What are the basic differences between form versions 43 and 44?
The main differences between form versions 43 and 44 are:
- Skyrim Special Edition allows certain form types to specify new data, to control new features.
- Bethesda went out of their way to try and maintain backward-compatibility for most data, but they made one or two specific mistakes.
This means that data for version 43 is identical to data for version 44 when all of the following are true:
- The form type in question has not had its format deliberately changed by Bethesda.
- Bethesda did not make mistakes when writing the code to load the form type.
And indeed, if you check the official game files — Dragonborn.esm and such — you'll see both version 43 and version 44 forms inside, along with forms using even older version numbers. Though the publicly-available Creation Kit appears to upgrade the version numbers on all forms when re-saving content, it seems that during development, Bethesda didn't bother to change version numbers consistently when working with data whose format didn't change.
We'll go over Bethesda's efforts to maintain backward-compatibility, and the few mistakes they made in doing so, in a later section.
What are the differences between forms in official content and forms in mods?
There are none. Some mod authors have claimed that Skyrim Special Edition uses special behavior for the official files only, so that those files can have data in version 43 but mods cannot.
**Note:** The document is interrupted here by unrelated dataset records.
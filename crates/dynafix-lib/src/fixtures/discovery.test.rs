use super::*;
use crate::testing::TempDirFixture;

const USERS: &str = r#"
description = "Staff accounts"

[[records]]
collection = "users"
key = "username"
data = { username = "alice", staff = true }

[[records]]
collection = "users"
key = "username"
data = { username = "bob", staff = false }
"#;

const GROUPS: &str = r#"
dependencies = ["accounts.0001_users"]

[[records]]
collection = "groups"
key = "name"
data = { name = "staff", members = ["alice"] }
"#;

const PRODUCTS: &str = r#"
dependencies = ["accounts.0001_users"]

[[records]]
collection = "products"
data = { sku = "A-1", price = 12.5 }
"#;

fn workdir() -> TempDirFixture {
    let fixture = TempDirFixture::new().unwrap();
    fixture.write_manifest("accounts", "0001_users", USERS).unwrap();
    fixture.write_manifest("accounts", "0002_groups", GROUPS).unwrap();
    fixture.write_manifest("shop", "0001_products", PRODUCTS).unwrap();
    fixture
}

fn store_for(fixture: &TempDirFixture) -> Arc<JsonStore> {
    Arc::new(JsonStore::open(fixture.path().join("store.json")).unwrap())
}

fn keys(report: &DiscoveryReport) -> Vec<String> {
    report.catalog.keys().map(|key| key.to_string()).collect()
}

#[test]
fn test_discovers_manifests_in_sorted_order() {
    let fixture = workdir();
    let report = Loader::new(fixture.path(), store_for(&fixture))
        .discover()
        .unwrap();

    assert_eq!(
        keys(&report),
        vec!["accounts.0001_users", "accounts.0002_groups", "shop.0001_products"]
    );
    assert_eq!(report.namespaces_searched, vec!["accounts", "shop"]);
    assert!(report.skipped.is_empty());
}

#[test]
fn test_manifest_fields_are_exposed() {
    let fixture = workdir();
    let report = Loader::new(fixture.path(), store_for(&fixture))
        .discover()
        .unwrap();

    let users = report
        .catalog
        .get(&FixtureKey::new("accounts", "0001_users"))
        .unwrap();
    assert_eq!(users.description(), Some("Staff accounts"));
    assert!(users.dependencies().is_empty());

    let groups = report
        .catalog
        .get(&FixtureKey::new("accounts", "0002_groups"))
        .unwrap();
    assert_eq!(groups.description(), None);
    assert_eq!(
        groups.dependencies(),
        &[FixtureKey::new("accounts", "0001_users")]
    );
}

#[test]
fn test_skips_private_and_foreign_files() {
    let fixture = workdir();
    fixture.write_manifest("accounts", "_shared", USERS).unwrap();
    fixture.write_manifest("accounts", "~draft", USERS).unwrap();
    fixture.write_file("accounts/fixtures/.hidden.toml", USERS).unwrap();
    fixture.write_file("accounts/fixtures/README.md", "notes").unwrap();
    fixture.create_dir("accounts/fixtures/nested.toml").unwrap();

    let report = Loader::new(fixture.path(), store_for(&fixture))
        .discover()
        .unwrap();

    assert_eq!(report.catalog.len(), 3);
}

#[test]
fn test_namespace_without_fixtures_dir_is_skipped() {
    let fixture = workdir();
    fixture.create_dir("billing/migrations").unwrap();
    fixture.create_dir(".git/fixtures").unwrap();
    fixture.write_file("notes.txt", "not a namespace").unwrap();

    let report = Loader::new(fixture.path(), store_for(&fixture))
        .discover()
        .unwrap();

    assert_eq!(report.namespaces_searched, vec!["accounts", "shop"]);
}

#[test]
fn test_strict_policy_rejects_invalid_toml() {
    let fixture = workdir();
    fixture
        .write_manifest("shop", "0002_broken", "dependencies = [")
        .unwrap();

    let err = Loader::new(fixture.path(), store_for(&fixture))
        .discover()
        .unwrap_err();

    match err {
        DiscoveryError::BadFixtureUnit { key, .. } => {
            assert_eq!(key, FixtureKey::new("shop", "0002_broken"));
        }
        other => panic!("unexpected error: {other}"),
    }
}

#[test]
fn test_lenient_policy_skips_invalid_units() {
    let fixture = workdir();
    fixture
        .write_manifest("shop", "0002_broken", r#"dependencies = ["nodot"]"#)
        .unwrap();

    let report = Loader::new(fixture.path(), store_for(&fixture))
        .with_policy(DiscoveryPolicy::Lenient)
        .discover()
        .unwrap();

    assert_eq!(report.catalog.len(), 3);
    assert_eq!(report.skipped.len(), 1);
    assert!(report.skipped[0].to_string().contains("shop.0002_broken"));
    assert!(report.skipped[0].to_string().contains("nodot"));
}

#[test]
fn test_unknown_manifest_field_is_rejected() {
    let store = Arc::new(JsonStore::open("unused.json").unwrap());
    let result = ManifestFixture::parse(
        FixtureKey::new("shop", "0003"),
        "dependecies = [\"accounts.0001_users\"]",
        store,
    );

    assert!(matches!(result, Err(DiscoveryError::BadFixtureUnit { .. })));
}

#[test]
fn test_record_data_must_be_a_table() {
    let store = Arc::new(JsonStore::open("unused.json").unwrap());
    let result = ManifestFixture::parse(
        FixtureKey::new("shop", "0003"),
        "[[records]]\ncollection = \"products\"\ndata = 5\n",
        store,
    );

    let err = result.unwrap_err();
    assert!(err.to_string().contains("must have a table as data"));
}

#[test]
fn test_missing_workdir_is_io_error() {
    let fixture = TempDirFixture::new().unwrap();
    let store = store_for(&fixture);

    let err = Loader::new(fixture.path().join("missing"), store)
        .discover()
        .unwrap_err();

    assert!(matches!(err, DiscoveryError::Io { .. }));
}

#[test]
fn test_load_upserts_records_idempotently() {
    let fixture = workdir();
    let store = store_for(&fixture);
    let report = Loader::new(fixture.path(), Arc::clone(&store))
        .discover()
        .unwrap();

    let users = report
        .catalog
        .get(&FixtureKey::new("accounts", "0001_users"))
        .unwrap();
    users.load().unwrap();
    users.load().unwrap();

    let records = store.records("users").unwrap();
    assert_eq!(records.len(), 2);
    assert_eq!(records[0]["username"], "alice");
    assert_eq!(records[0]["staff"], true);
    assert_eq!(records[1]["username"], "bob");
}

#[test]
fn test_records_without_key_are_appended() {
    let fixture = workdir();
    let store = store_for(&fixture);
    let report = Loader::new(fixture.path(), Arc::clone(&store))
        .discover()
        .unwrap();

    let products = report
        .catalog
        .get(&FixtureKey::new("shop", "0001_products"))
        .unwrap();
    products.load().unwrap();
    products.load().unwrap();

    assert_eq!(store.records("products").unwrap().len(), 2);
}

#[test]
fn test_lenient_policy_keeps_dependents_of_skipped_units() {
    let fixture = TempDirFixture::new().unwrap();
    fixture
        .write_manifest("shop", "0001_base", "bogus = 1\n")
        .unwrap();
    fixture
        .write_manifest("shop", "0002_items", r#"dependencies = ["shop.0001_base"]"#)
        .unwrap();

    let report = Loader::new(fixture.path(), store_for(&fixture))
        .with_policy(DiscoveryPolicy::Lenient)
        .discover()
        .unwrap();

    assert_eq!(keys(&report), vec!["shop.0002_items"]);
    assert_eq!(report.skipped.len(), 1);
    let reason = report.skipped[0].to_string();
    assert!(reason.contains("shop.0001_base"));
    assert!(reason.contains("bogus"));
}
This is not true. Forms in official content are loaded the same way as forms in modded content.
There are a few reverse-engineers in the community who have analyzed Skyrim's compiled code in order to determine how it works — and how to tamper with it, to make mods that can't be made with the Creation Kit and Papyrus scripting alone. I happen to be one of them. I'm currently working on making my own tools for editing mods, and as part of that process, I've been reverse-engineering how the game loads forms. My focus is on Skyrim Classic, but I've occasionally cross-referenced against Skyrim Special itself and against the findings of the reverse-engineers who specialize in Skyrim Special.
The basic process that the game has for loading forms is as follows:
- Check if a form with this ID already exists: are we loading an entirely new form, or an override? If it's a new form, then we need to create a form in memory to hold the data; if it's an override, however, then we already have a form in memory, so we're going to ask that form to clear out all of the data it's loaded before and reset itself.
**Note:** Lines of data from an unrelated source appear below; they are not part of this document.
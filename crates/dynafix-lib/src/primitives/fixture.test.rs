// Tests for fixture identifiers

#[test]
fn test_display_joins_with_dot() {
    let key = FixtureKey::new("accounts", "0001_users");
    assert_eq!(key.to_string(), "accounts.0001_users");
}

#[test]
fn test_parse_splits_on_first_dot() {
    let key: FixtureKey = "accounts.0001_users.v2".parse().unwrap();
    assert_eq!(key.namespace, "accounts");
    assert_eq!(key.name, "0001_users.v2");
}

#[test]
fn test_parse_rejects_missing_separator() {
    let result: Result<FixtureKey, _> = "accounts".parse();
    assert!(matches!(
        result,
        Err(FixtureKeyError::MissingSeparator { .. })
    ));
}

#[test]
fn test_parse_rejects_empty_components() {
    for input in [".users", "accounts.", "."] {
        let result: Result<FixtureKey, _> = input.parse();
        assert!(
            matches!(result, Err(FixtureKeyError::EmptyComponent { .. })),
            "'{}' should be rejected",
            input
        );
    }
}

#[test]
fn test_ordering_is_namespace_then_name() {
    let mut keys = vec![
        FixtureKey::new("b", "a"),
        FixtureKey::new("a", "z"),
        FixtureKey::new("a", "b"),
    ];
    keys.sort();
    assert_eq!(
        keys,
        vec![
            FixtureKey::new("a", "b"),
            FixtureKey::new("a", "z"),
            FixtureKey::new("b", "a"),
        ]
    );
}

#[test]
fn test_from_tuple() {
    let key: FixtureKey = ("shop", "products").into();
    assert!(key.in_namespace("shop"));
    assert!(!key.in_namespace("accounts"));
}
//! Plan resolution and sequential execution of fixture units
//!
//! The runner owns the catalog for a single run. The dependency graph is built
//! from the catalog on first use: every key is registered before any edge is
//! added, so a fixture may depend on any other fixture regardless of the order
//! they were discovered in.

use std::time::{Duration, Instant};

use thiserror::Error;
use tracing::{debug, info, warn};

use super::transaction::{ScopeOutcome, TransactionError, TransactionScope};
use super::Catalog;
use crate::graph::{DependencyGraph, GraphError};
use crate::primitives::{FixtureKey, LogContext};

#[derive(Debug, Error)]
pub enum RunnerError {
    #[error(transparent)]
    Graph(#[from] GraphError),

    #[error("Fixture {node} depends on {dependency}, which is not in the catalog")]
    UnknownDependency {
        node: FixtureKey,
        dependency: FixtureKey,
    },

    #[error("Fixture with prefix '{prefix}' not found in namespace '{namespace}'")]
    FixtureNotFound { namespace: String, prefix: String },

    #[error(
        "The following fixtures with prefix '{prefix}' are found in namespace '{namespace}': {}",
        .matches.join(", ")
    )]
    MultipleFixturesFound {
        namespace: String,
        prefix: String,
        matches: Vec<String>,
    },

    #[error("Invalid run configuration: {reason}")]
    Configuration { reason: String },

    #[error("Fixture {node} failed to load: {source}")]
    LoadFailed {
        node: FixtureKey,
        source: anyhow::Error,
    },

    #[error("Progress reporting failed: {source}")]
    Progress { source: anyhow::Error },

    #[error(transparent)]
    Transaction(#[from] TransactionError),
}

/// Progress notifications emitted while a plan executes
#[derive(Debug, Clone, PartialEq, Eq)]
pub enum ProgressEvent<'a> {
    LoadStart {
        node: &'a FixtureKey,
    },
    LoadSuccess {
        node: &'a FixtureKey,
        elapsed: Duration,
    },
}

impl ProgressEvent<'_> {
    /// Event name as reported to listeners that key on strings
    pub fn action(&self) -> &'static str {
        match self {
            ProgressEvent::LoadStart { .. } => "load_start",
            ProgressEvent::LoadSuccess { .. } => "load_success",
        }
    }

    pub fn node(&self) -> &FixtureKey {
        match self {
            ProgressEvent::LoadStart { node } | ProgressEvent::LoadSuccess { node, .. } => node,
        }
    }
}

/// Callback invoked for every progress event; an error aborts the run
pub type ProgressCallback<'a> = &'a mut dyn FnMut(&ProgressEvent<'_>) -> anyhow::Result<()>;

/// Plans and executes the fixtures of one catalog
pub struct FixtureRunner {
    catalog: Catalog,
    graph: Option<DependencyGraph<FixtureKey>>,
}

impl FixtureRunner {
    pub fn new(catalog: Catalog) -> Self {
        Self {
            catalog,
            graph: None,
        }
    }

    pub fn catalog(&self) -> &Catalog {
        &self.catalog
    }

    /// Dependency graph of the catalog, built on first access
    pub fn graph(&mut self) -> Result<&DependencyGraph<FixtureKey>, RunnerError> {
        let graph = match self.graph.take() {
            Some(graph) => graph,
            None => self.build_graph()?,
        };
        Ok(self.graph.insert(graph))
    }

    fn build_graph(&self) -> Result<DependencyGraph<FixtureKey>, RunnerError> {
        let mut graph = DependencyGraph::new();

        for key in self.catalog.keys() {
            graph.add_node(key.clone());
        }

        for (key, unit) in self.catalog.iter() {
            for dependency in unit.dependencies() {
                if !self.catalog.contains(dependency) {
                    return Err(RunnerError::UnknownDependency {
                        node: key.clone(),
                        dependency: dependency.clone(),
                    });
                }
                graph.add_dependency(key, dependency)?;
            }
        }

        debug!(
            nodes = graph.node_count(),
            edges = graph.edge_count(),
            "Built fixture dependency graph"
        );
        Ok(graph)
    }

    /// All fixtures of a namespace, in graph order
    pub fn filter_by_namespace(&mut self, namespace: &str) -> Result<Vec<FixtureKey>, RunnerError> {
        Ok(self
            .graph()?
            .nodes()
            .filter(|key| key.in_namespace(namespace))
            .cloned()
            .collect())
    }

    /// The single fixture of a namespace whose name starts with `prefix`
    ///
    /// Ambiguous prefixes are rejected rather than guessed.
    pub fn filter_by_prefix(
        &mut self,
        namespace: &str,
        prefix: &str,
    ) -> Result<Vec<FixtureKey>, RunnerError> {
        let matches: Vec<FixtureKey> = self
            .filter_by_namespace(namespace)?
            .into_iter()
            .filter(|key| key.name.starts_with(prefix))
            .collect();

        match matches.len() {
            0 => Err(RunnerError::FixtureNotFound {
                namespace: namespace.to_string(),
                prefix: prefix.to_string(),
            }),
            1 => Ok(matches),
            _ => Err(RunnerError::MultipleFixturesFound {
                namespace: namespace.to_string(),
                prefix: prefix.to_string(),
                matches: matches.into_iter().map(|key| key.name).collect(),
            }),
        }
    }

    /// Ordered plan for the given fixtures, or for the whole catalog when none are given
    pub fn plan(&mut self, nodes: Option<&[FixtureKey]>) -> Result<Vec<FixtureKey>, RunnerError> {
        let graph = self.graph()?;
        let plan = match nodes {
            Some(nodes) if !nodes.is_empty() => graph.resolve_subset(nodes)?,
            _ => graph.resolve()?,
        };
        Ok(plan)
    }

    /// Load every fixture of `plan` in order inside one scope
    ///
    /// Returns the number of fixtures in the plan. The first failure rolls the
    /// scope back and is returned; a dry run rolls back after full success.
    pub fn execute(
        &self,
        plan: &[FixtureKey],
        scope: &dyn TransactionScope,
        mut progress: Option<ProgressCallback<'_>>,
        dry_run: bool,
    ) -> Result<usize, RunnerError> {
        if let Some(missing) = plan.iter().find(|key| !self.catalog.contains(key)) {
            return Err(RunnerError::Configuration {
                reason: format!("plan references unknown fixture {missing}"),
            });
        }

        scope.begin()?;

        let mut context = LogContext::with_progress("load_fixtures", plan.len() as u64);
        for (position, node) in plan.iter().enumerate() {
            context.set_progress(position as u64 + 1);
            if let Err(err) = self.load_one(node, &mut progress, &context) {
                rollback_after_failure(scope);
                return Err(err);
            }
        }

        let outcome = if dry_run {
            ScopeOutcome::Rollback
        } else {
            ScopeOutcome::Commit
        };
        scope.finish(outcome)?;

        info!(
            fixtures = plan.len(),
            dry_run,
            "Fixture run finished"
        );
        Ok(plan.len())
    }

    fn load_one(
        &self,
        node: &FixtureKey,
        progress: &mut Option<ProgressCallback<'_>>,
        context: &LogContext,
    ) -> Result<(), RunnerError> {
        let unit = self
            .catalog
            .get(node)
            .ok_or_else(|| RunnerError::Configuration {
                reason: format!("plan references unknown fixture {node}"),
            })?;

        emit(progress, ProgressEvent::LoadStart { node })?;

        debug!(
            operation = %context.operation,
            current = context.current_item,
            total = context.total_items,
            "Loading fixture {}",
            node
        );
        let started = Instant::now();
        unit.load().map_err(|source| RunnerError::LoadFailed {
            node: node.clone(),
            source,
        })?;
        let elapsed = started.elapsed();

        emit(progress, ProgressEvent::LoadSuccess { node, elapsed })
    }
}

fn emit(
    progress: &mut Option<ProgressCallback<'_>>,
    event: ProgressEvent<'_>,
) -> Result<(), RunnerError> {
    match progress.as_deref_mut() {
        Some(callback) => callback(&event).map_err(|source| RunnerError::Progress { source }),
        None => Ok(()),
    }
}

/// Close a failed run; the original error is what the caller sees
fn rollback_after_failure(scope: &dyn TransactionScope) {
    if let Err(err) = scope.finish(ScopeOutcome::Rollback) {
        warn!("Rollback after failed fixture run also failed: {}", err);
    }
}

#[cfg(test)]
mod tests {
    include!("runner.test.rs");
}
- Once we have a form in memory, with some nice, blank data, we can then call a function on that form to load the data — a virtual function, which is just computing jargon for, "We ask the form to do something, and it, not us, decides how it's gonna do the thing." There are over a hundred and twenty different kinds of forms in Skyrim, and each of them knows how to load itself.
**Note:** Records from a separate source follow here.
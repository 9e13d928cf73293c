//! Semantic styling and symbols for terminal output
//!
//! Colors come from `console` and are only emitted when color output was
//! resolved as enabled. Symbols fall back to ASCII on terminals that cannot
//! render unicode.

use console::Style;

/// Symbol set used by status lines and progress bars
#[derive(Debug, Clone, Copy, PartialEq, Eq)]
pub struct Symbols {
    pub checkmark: &'static str,
    pub cross: &'static str,
    pub warning: &'static str,
    pub info: &'static str,
    pub bullet: &'static str,
    pub arrow: &'static str,
    pub spinner: &'static [&'static str],
    pub progress_chars: &'static str,
}

impl Symbols {
    pub const UNICODE: Symbols = Symbols {
        checkmark: "✓",
        cross: "✗",
        warning: "⚠",
        info: "ℹ",
        bullet: "•",
        arrow: "→",
        spinner: &["⠋", "⠙", "⠹", "⠸", "⠼", "⠴", "⠦", "⠧", "⠇", "⠏"],
        progress_chars: "█▉▊▋▌▍▎▏  ",
    };

    pub const ASCII: Symbols = Symbols {
        checkmark: "+",
        cross: "x",
        warning: "!",
        info: "i",
        bullet: "-",
        arrow: ">",
        spinner: &["-", "\\", "|", "/"],
        progress_chars: "##-",
    };
}

/// Style manager holding the resolved color decision and symbol set
#[derive(Debug, Clone)]
pub struct StyleManager {
    color: bool,
    symbols: Symbols,
}

impl StyleManager {
    pub fn new(color: bool, unicode: bool) -> Self {
        Self {
            color,
            symbols: if unicode {
                Symbols::UNICODE
            } else {
                Symbols::ASCII
            },
        }
    }

    /// Plain ASCII output without color
    pub fn plain() -> Self {
        Self::new(false, false)
    }

    pub fn color_enabled(&self) -> bool {
        self.color
    }

    pub fn is_unicode(&self) -> bool {
        self.symbols == Symbols::UNICODE
    }

    pub fn symbols(&self) -> &Symbols {
        &self.symbols
    }

    fn paint(&self, style: Style, text: &str) -> String {
        style.force_styling(self.color).apply_to(text).to_string()
    }

    /// Style text with semantic success intent
    pub fn style_success(&self, text: &str) -> String {
        self.paint(Style::new().green(), text)
    }

    /// Style text with semantic error intent
    pub fn style_error(&self, text: &str) -> String {
        self.paint(Style::new().red(), text)
    }

    /// Style text with semantic warning intent
    pub fn style_warning(&self, text: &str) -> String {
        self.paint(Style::new().yellow(), text)
    }

    /// Style text with semantic info intent
    pub fn style_info(&self, text: &str) -> String {
        self.paint(Style::new().cyan(), text)
    }

    /// Style text with emphasis (bold)
    pub fn style_emphasis(&self, text: &str) -> String {
        self.paint(Style::new().bold(), text)
    }

    /// Style text as subtle/muted
    pub fn style_subtle(&self, text: &str) -> String {
        self.paint(Style::new().dim(), text)
    }

    pub fn format_success(&self, message: &str) -> String {
        format!("{} {}", self.style_success(self.symbols.checkmark), message)
    }

    pub fn format_error(&self, message: &str) -> String {
        format!("{} {}", self.style_error(self.symbols.cross), message)
    }

    pub fn format_warning(&self, message: &str) -> String {
        format!("{} {}", self.style_warning(self.symbols.warning), message)
    }

    pub fn format_info(&self, message: &str) -> String {
        format!("{} {}", self.style_info(self.symbols.info), message)
    }

    pub fn bullet(&self) -> &'static str {
        self.symbols.bullet
    }

    pub fn arrow(&self) -> &'static str {
        self.symbols.arrow
    }
}

#[cfg(test)]
mod tests {
    include!("styling.test.rs");
}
There are a few extra details, for things like the Creation Kit's collaboration
features (which are relevant to the game as well, because the Creation Kit is
basically just a heavily hacked copy of the game engine). There are also some
special cases for things like game settings (GMST
) and NavMeshInfoMaps (NAVI
),
where they either aren't "real" forms or are otherwise handled in very unique
ways. The vast majority of forms follow the two basic steps above, though.
Now, let's dive into some light technical details.
I mentioned that forms load their data using a "virtual function." The game doesn't use the exact same code to load every form, because the forms all have completely different data, often arranged in completely different ways. Rather, every form type has a list of functions attached to it, and the game refers to these by number.
The seventh function in a form's virtual function list is used to load a form's data from an ESP, ESM, or ESL file. Every form type has its own such function, and the program is organized so that the code for loading a form doesn't have to ever bother to check what kind of form it's working with. It knows that for whatever form it has, there will be a function list, and it just needs to grab the seventh function in that list. When reverse-engineers like me look at Skyrim's code, we can actually find these lists, study the functions inside of the list, and work out what each function is supposed to do.
Skyrim's reverse-engineering community is fairly good about documenting our
findings, so those lists are publicly visible in places like
CommonLibSSE's source code.
As of this writing, the TESForm
class, used as a base for all form types, has
in Skyrim Special and in Skyrim Classic the same number of virtual functions,
and all functions that have been identified across both games are an exact
match. There isn't some special set of functions used specifically for official
content only.
This means that if a given piece of data can safely use version 43 in official files, then it can safely use version 43 in mods. You might see this in cases where someone uses SSEEdit to create a Skyrim Special mod from scratch, with overrides of forms that were version 43 in the base game or bundled DLCs.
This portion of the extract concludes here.